In early 2014 while working, I felt like I was having a lung collapse, the same shortness of breath and chest pain. Luckily I work at a hospital, so the ER was just a wheelchair ride away. Fortunately it was not a collapse, but just some of the symptoms that come along with LAM. It was that day that I first learned about The LAM Foundation, from a well informed ER doctor.
I immediately got connected and went to my first LAM Clinic appointment in NYC spring of 2014. I was scheduled for labs and PFTs. Although it was seven years post diagnosis, this appointment and having these tests done, made the diagnosis feel real for the first time.
There was no way to know how much, if any, decline I had since diagnosis or if the pregnancies caused my disease to progress. I was advised that I should consider birth control and not having anymore children. However, I procrastinated with the decision and became pregnant and gave birth to my third daughter in 2015.
In 2016, I was advised that I needed to start sirolimus (the only approved treatment for LAM), and in 2017 was prescribed oxygen for exertion and exercise. The oxygen prescription took a toll on me mentally, because I am an avid gym member and I couldn’t possibly go from one of the most active members in class to being hooked up to a tank.
It took a lot of support, prayers and encouragement from my loved ones for me to finally have the courage to go the gym with my oxygen tank. There were uncomfortable stares, whispers and lots of anxiety and tears for many weeks and months following the oxygen prescription.
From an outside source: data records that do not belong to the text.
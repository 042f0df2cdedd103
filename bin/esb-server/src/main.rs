//! ESB Mediation Server
//!
//! Loads the engine configuration (path from `ESB_CONFIG`), deploys its
//! sequences, proxies, message stores and processors, and serves:
//!
//! - the ingress routes (`/mediate`, `/proxies/:name`)
//! - the management API (`/health`, `/processors`, `/dlc`)
//! - Prometheus metrics on `/metrics`
//!
//! Set `ESB_LOG_FORMAT=json` for structured log output.

mod wiring;

use anyhow::{Context, Result};
use axum::{routing::get, Router};
use metrics_exporter_prometheus::PrometheusBuilder;
use tokio::{net::TcpListener, signal};
use tracing::{info, warn};
use tracing_subscriber::EnvFilter;

use esb_api::{create_ingress_router, create_router};
use esb_config::EngineConfig;

#[tokio::main]
async fn main() -> Result<()> {
    init_tracing();

    info!("Starting ESB mediation server");

    let prometheus = PrometheusBuilder::new()
        .install_recorder()
        .context("installing Prometheus recorder")?;

    let config = EngineConfig::from_env()?;
    let engine = wiring::build(&config).await?;

    for name in &engine.auto_start {
        if let Some(processor) = engine.processors.get(name) {
            processor.start().await;
        }
    }

    let app = create_router(engine.processors.clone())
        .merge(create_ingress_router(engine.engine.clone()))
        .route("/metrics", get(move || std::future::ready(prometheus.render())));

    let listener = TcpListener::bind(&config.server.bind_address)
        .await
        .with_context(|| format!("binding {}", config.server.bind_address))?;
    info!(address = %config.server.bind_address, "ESB server listening");

    axum::serve(listener, app)
        .with_graceful_shutdown(shutdown_signal())
        .await?;

    info!("Shutdown signal received, stopping processors...");
    engine.processors.stop_all().await;

    info!("ESB server shutdown complete");
    Ok(())
}

fn init_tracing() {
    let filter = EnvFilter::from_default_env().add_directive(tracing::Level::INFO.into());
    let json = std::env::var("ESB_LOG_FORMAT").map(|v| v == "json").unwrap_or(false);

    if json {
        tracing_subscriber::fmt().json().with_env_filter(filter).init();
    } else {
        tracing_subscriber::fmt().with_env_filter(filter).init();
    }
}

async fn shutdown_signal() {
    let ctrl_c = async {
        if let Err(e) = signal::ctrl_c().await {
            warn!(error = %e, "Failed to listen for Ctrl+C");
            std::future::pending::<()>().await;
        }
    };

    #[cfg(unix)]
    let terminate = async {
        match signal::unix::signal(signal::unix::SignalKind::terminate()) {
            Ok(mut sigterm) => {
                sigterm.recv().await;
            }
            Err(e) => {
                warn!(error = %e, "Failed to install SIGTERM handler");
                std::future::pending::<()>().await;
            }
        }
    };

    #[cfg(not(unix))]
    let terminate = std::future::pending::<()>();

    tokio::select! {
        _ = ctrl_c => {},
        _ = terminate => {},
    }
}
Fast forward to 2020, and from what I’ve been told, I have become one of the most inspirational members at my gym. I have not let the oxygen keep me from doing what I love, which is exercising and taking part in group fitness classes.
You’ll see me doing HIIT, Step, Combat classes, weight lifting, etc. I rarely take the low options or modifications, because I am lucky enough to still have a very high endurance level. Some people still stare, some people offer encouraging words and some people ask questions; my favorites are the people who thank me, for still being there and pushing them to exercise without me even knowing it.
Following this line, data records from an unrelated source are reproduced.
use std::sync::Arc;

use async_trait::async_trait;

use esb_common::MediationError;
use esb_mediation::registry::params;
use esb_mediation::{Mediator, MediatorRegistry, MessageContext};

use crate::registry::ProcessorRegistry;

/// Hands the current message to a processor's store and ends the pipeline
///
/// The processor is looked up per message, so sequences can reference
/// processors registered after they were built.
pub struct StoreMediator {
    name: String,
    processor: String,
    processors: Arc<ProcessorRegistry>,
}

impl StoreMediator {
    pub fn new(processor: impl Into<String>, processors: Arc<ProcessorRegistry>) -> Self {
        let processor = processor.into();
        Self {
            name: format!("store:{}", processor),
            processor,
            processors,
        }
    }
}

#[async_trait]
impl Mediator for StoreMediator {
    async fn mediate(&self, ctx: &mut MessageContext) -> Result<bool, MediationError> {
        let processor = self.processors.get(&self.processor).ok_or_else(|| {
            MediationError::configuration(format!("Message processor '{}' not found", self.processor))
        })?;
        processor.submit(ctx).await?;
        Ok(false)
    }

    fn name(&self) -> &str {
        &self.name
    }
}

/// Register the `store` tag, resolving processors through `processors`
pub fn register_store_mediator(registry: &mut MediatorRegistry, processors: Arc<ProcessorRegistry>) {
    registry.register("store", move |p, _| {
        let processor = params::required_str("store", p, "processor")?;
        Ok(Arc::new(StoreMediator::new(processor, processors.clone())) as Arc<dyn Mediator>)
    });
}

#[cfg(test)]
mod tests {
    use super::*;
    use crate::memory::InMemoryMessageStore;
    use crate::processor::{MessageProcessor, ProcessorConfig};
    use crate::store::MessageStore;
    use esb_common::{ConfigError, Envelope, MediatorSpec};
    use esb_mediation::{MediationEnvironment, SequenceRef};

    #[tokio::test]
    async fn test_store_mediator_submits_and_stops() {
        let env = MediationEnvironment::builder().build();
        let processors = Arc::new(ProcessorRegistry::new());
        let store = Arc::new(InMemoryMessageStore::new("queue"));
        processors.register(Arc::new(MessageProcessor::new(
            ProcessorConfig::new("forwarder"),
            store.clone(),
            Arc::new(InMemoryMessageStore::new("queue-dlc")),
            SequenceRef::named("deliver"),
            env.clone(),
        )));

        let mut registry = MediatorRegistry::new();
        register_store_mediator(&mut registry, processors);
        let mediator = registry
            .build(&MediatorSpec::new("store").with_param("processor", "forwarder"))
            .unwrap();

        let mut ctx = MessageContext::new(env, Envelope::text("order"));
        assert!(!mediator.mediate(&mut ctx).await.unwrap());
        assert_eq!(store.list_ids().await.unwrap(), vec![ctx.message_id().to_string()]);
    }

    #[tokio::test]
    async fn test_unknown_processor_is_configuration_error() {
        let env = MediationEnvironment::builder().build();
        let mediator = StoreMediator::new("missing", Arc::new(ProcessorRegistry::new()));

        let mut ctx = MessageContext::new(env, Envelope::text("x"));
        let err = mediator.mediate(&mut ctx).await.unwrap_err();
        assert_eq!(err.kind(), "CONFIGURATION");
    }

    #[test]
    fn test_processor_parameter_required() {
        let mut registry = MediatorRegistry::new();
        register_store_mediator(&mut registry, Arc::new(ProcessorRegistry::new()));

        let err = registry.build(&MediatorSpec::new("store")).err().unwrap();
        assert!(matches!(err, ConfigError::MissingParameter { .. }));
    }
}
//! Shared state visible to every mediator: named sequences, proxies and the
//! collaborator services

use std::sync::{Arc, OnceLock};
use dashmap::DashMap;
use tracing::debug;

use crate::cache::CacheManager;
use crate::codec::{EnvelopeCodec, MimeCodec};
use crate::digest::{DigestGenerator, Sha256Digest};
use crate::dispatch::{Dispatcher, UnconfiguredDispatcher};
use crate::engine::ProxyService;
use crate::mediator::Mediator;
use crate::replication::{NoopReplicator, Replicator};

pub struct MediationEnvironment {
    sequences: DashMap<String, Arc<dyn Mediator>>,
    proxies: DashMap<String, Arc<ProxyService>>,
    dispatcher: Arc<dyn Dispatcher>,
    codec: Arc<dyn EnvelopeCodec>,
    digest: Arc<dyn DigestGenerator>,
    replicator: Arc<dyn Replicator>,
    cache_manager: OnceLock<Arc<CacheManager>>,
}

impl MediationEnvironment {
    pub fn builder() -> EnvironmentBuilder {
        EnvironmentBuilder::default()
    }

    pub fn add_sequence(&self, name: impl Into<String>, sequence: Arc<dyn Mediator>) {
        let name = name.into();
        debug!(sequence = %name, "Registered sequence");
        self.sequences.insert(name, sequence);
    }

    pub fn sequence(&self, name: &str) -> Option<Arc<dyn Mediator>> {
        self.sequences.get(name).map(|entry| entry.value().clone())
    }

    pub fn remove_sequence(&self, name: &str) -> Option<Arc<dyn Mediator>> {
        self.sequences.remove(name).map(|(_, sequence)| sequence)
    }

    pub fn sequence_names(&self) -> Vec<String> {
        self.sequences.iter().map(|entry| entry.key().clone()).collect()
    }

    pub fn add_proxy(&self, proxy: ProxyService) {
        debug!(proxy = %proxy.name, "Registered proxy service");
        self.proxies.insert(proxy.name.clone(), Arc::new(proxy));
    }

    pub fn proxy(&self, name: &str) -> Option<Arc<ProxyService>> {
        self.proxies.get(name).map(|entry| entry.value().clone())
    }

    pub fn dispatcher(&self) -> &Arc<dyn Dispatcher> {
        &self.dispatcher
    }

    pub fn codec(&self) -> &Arc<dyn EnvelopeCodec> {
        &self.codec
    }

    pub fn digest(&self) -> &Arc<dyn DigestGenerator> {
        &self.digest
    }

    pub fn replicator(&self) -> &Arc<dyn Replicator> {
        &self.replicator
    }

    /// Cache manager for this environment, created on first use
    ///
    /// Concurrent first callers all observe the same instance.
    pub fn cache_manager(&self) -> &Arc<CacheManager> {
        self.cache_manager.get_or_init(|| {
            debug!("Creating cache manager");
            Arc::new(CacheManager::new(self.replicator.clone()))
        })
    }
}

#[derive(Default)]
pub struct EnvironmentBuilder {
    dispatcher: Option<Arc<dyn Dispatcher>>,
    codec: Option<Arc<dyn EnvelopeCodec>>,
    digest: Option<Arc<dyn DigestGenerator>>,
    replicator: Option<Arc<dyn Replicator>>,
}

impl EnvironmentBuilder {
    pub fn dispatcher(mut self, dispatcher: Arc<dyn Dispatcher>) -> Self {
        self.dispatcher = Some(dispatcher);
        self
    }

    pub fn codec(mut self, codec: Arc<dyn EnvelopeCodec>) -> Self {
        self.codec = Some(codec);
        self
    }

    pub fn digest(mut self, digest: Arc<dyn DigestGenerator>) -> Self {
        self.digest = Some(digest);
        self
    }

    pub fn replicator(mut self, replicator: Arc<dyn Replicator>) -> Self {
        self.replicator = Some(replicator);
        self
    }

    pub fn build(self) -> Arc<MediationEnvironment> {
        Arc::new(MediationEnvironment {
            sequences: DashMap::new(),
            proxies: DashMap::new(),
            dispatcher: self.dispatcher.unwrap_or_else(|| Arc::new(UnconfiguredDispatcher)),
            codec: self.codec.unwrap_or_else(|| Arc::new(MimeCodec)),
            digest: self.digest.unwrap_or_else(|| Arc::new(Sha256Digest)),
            replicator: self.replicator.unwrap_or_else(|| Arc::new(NoopReplicator)),
            cache_manager: OnceLock::new(),
        })
    }
}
LAM has taken me through emotions that I never thought I would ever experience; placed me in roles I’ve never imagined; but it has also given me a different perspective on life. I truly believe this disease makes me a better nurse and more empathetic to my patients. It makes me more understanding to people living with silent battles.
Is it possible that the three pregnancies could have exacerbated my disease? Yes. Would I go back and do it differently? Absolutely not!
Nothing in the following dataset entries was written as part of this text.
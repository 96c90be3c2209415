//! Frontmatter extraction for template-pack markdown files.
//!
//! Recognizes a leading block bounded by two lines equal to `---` and pulls
//! the `title` and `description` fields out of it. Extraction is deliberately
//! tolerant: it is line-based, the first match wins, and anything malformed
//! simply yields no fields. Nothing here validates the block as YAML.

use std::sync::LazyLock;

/// Fields recovered from a frontmatter block.
///
/// Absence of a field (or of the whole block) is not an error; both fields
/// are simply `None`.
#[derive(Debug, Clone, Default, PartialEq, Eq)]
pub struct Frontmatter {
    pub title: Option<String>,
    pub description: Option<String>,
}

/// Matches `description: |`, the opener of a multi-line block scalar.
#[expect(
    clippy::expect_used,
    reason = "Regex literal is compile-time constant and cannot fail"
)]
static BLOCK_SCALAR_OPENER: LazyLock<regex::Regex> = LazyLock::new(|| {
    regex::Regex::new(r"^description:\s*\|\s*$")
        .expect("BLOCK_SCALAR_OPENER is a valid regex literal")
});

/// Matches a single-line `description:` value with optional quotes.
#[expect(
    clippy::expect_used,
    reason = "Regex literal is compile-time constant and cannot fail"
)]
static SINGLE_LINE_DESCRIPTION: LazyLock<regex::Regex> = LazyLock::new(|| {
    regex::Regex::new(r#"^description:\s*['"]?(.+?)['"]?\s*$"#)
        .expect("SINGLE_LINE_DESCRIPTION is a valid regex literal")
});

impl Frontmatter {
    /// Extract the `title` and `description` fields from `content`.
    ///
    /// Returns `Frontmatter::default()` when the content has no leading
    /// frontmatter block or the block is unterminated.
    #[must_use]
    pub fn extract(content: &str) -> Self {
        let Some(block) = leading_block(content) else {
            return Self::default();
        };
        Self {
            title: extract_title(&block),
            description: extract_description(&block),
        }
    }
}

/// The lines between the two `---` delimiters of a leading frontmatter
/// block, or `None` when the block is absent or never closed.
fn leading_block(content: &str) -> Option<Vec<&str>> {
    let mut lines = content.lines();
    if lines.next() != Some("---") {
        return None;
    }
    let mut block = Vec::new();
    for line in lines {
        if line == "---" {
            return Some(block);
        }
        block.push(line);
    }
    None
}

fn extract_title(block: &[&str]) -> Option<String> {
    block
        .iter()
        .find_map(|line| {
            let value = line.trim_start().strip_prefix("title:")?;
            Some(strip_quotes(value.trim()).to_string())
        })
        .filter(|title| !title.is_empty())
}

fn extract_description(block: &[&str]) -> Option<String> {
    let mut scalar_lines: Option<Vec<&str>> = None;
    for line in block {
        if let Some(collected) = scalar_lines.as_mut() {
            // Two-space-indented lines continue the block scalar; anything
            // else (including a new key) ends it.
            if let Some(rest) = line.strip_prefix("  ") {
                collected.push(rest);
                continue;
            }
            break;
        }
        if BLOCK_SCALAR_OPENER.is_match(line) {
            scalar_lines = Some(Vec::new());
            continue;
        }
        if let Some(captures) = SINGLE_LINE_DESCRIPTION.captures(line) {
            return Some(captures.get(1)?.as_str().to_string());
        }
    }
    let joined = scalar_lines?.join(" ").trim().to_string();
    if joined.is_empty() {
        None
    } else {
        Some(joined)
    }
}

/// Strip one leading and one trailing quote character, independently.
fn strip_quotes(value: &str) -> &str {
    let value = value
        .strip_prefix('"')
        .or_else(|| value.strip_prefix('\''))
        .unwrap_or(value);
    value
        .strip_suffix('"')
        .or_else(|| value.strip_suffix('\''))
        .unwrap_or(value)
}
For many years after my diagnosis, I was in a dark place and felt like I had no reason to live. I often thought to myself, I’m going to die within ten years anyway, so what’s the point? My daughters are the reason I didn’t give up on life. They gave me something to live for; they gave me the strength to be strong and fight LAM on good days and on bad days.
While there were and are still times I get emotional and wish I never had this diagnosis, I am also thankful that I do. It’s an emotional roller coaster at times, but it’s given me the opportunity to show my daughters and others what resilience looks like. I know that I was chosen by God for this fight and because I believe in his purpose for my life, I am no longer afraid.
If I can continue to inspire others to not give up, then I know my purpose is being fulfilled. I am forever grateful for the support, love, understanding, and prayers I’ve received over the years from family, friends, co-workers, and even strangers.
Thank you for reading my story and like I always say, I have LAM, LAM doesn’t have me!
I am a wife to a very supportive husband and mother to three amazing girls, that I had post LAM diagnosis. I have been a diehard Mental Health RN for ten years. Working in this field, has helped me deal with the many emotions that come along while living with this disease.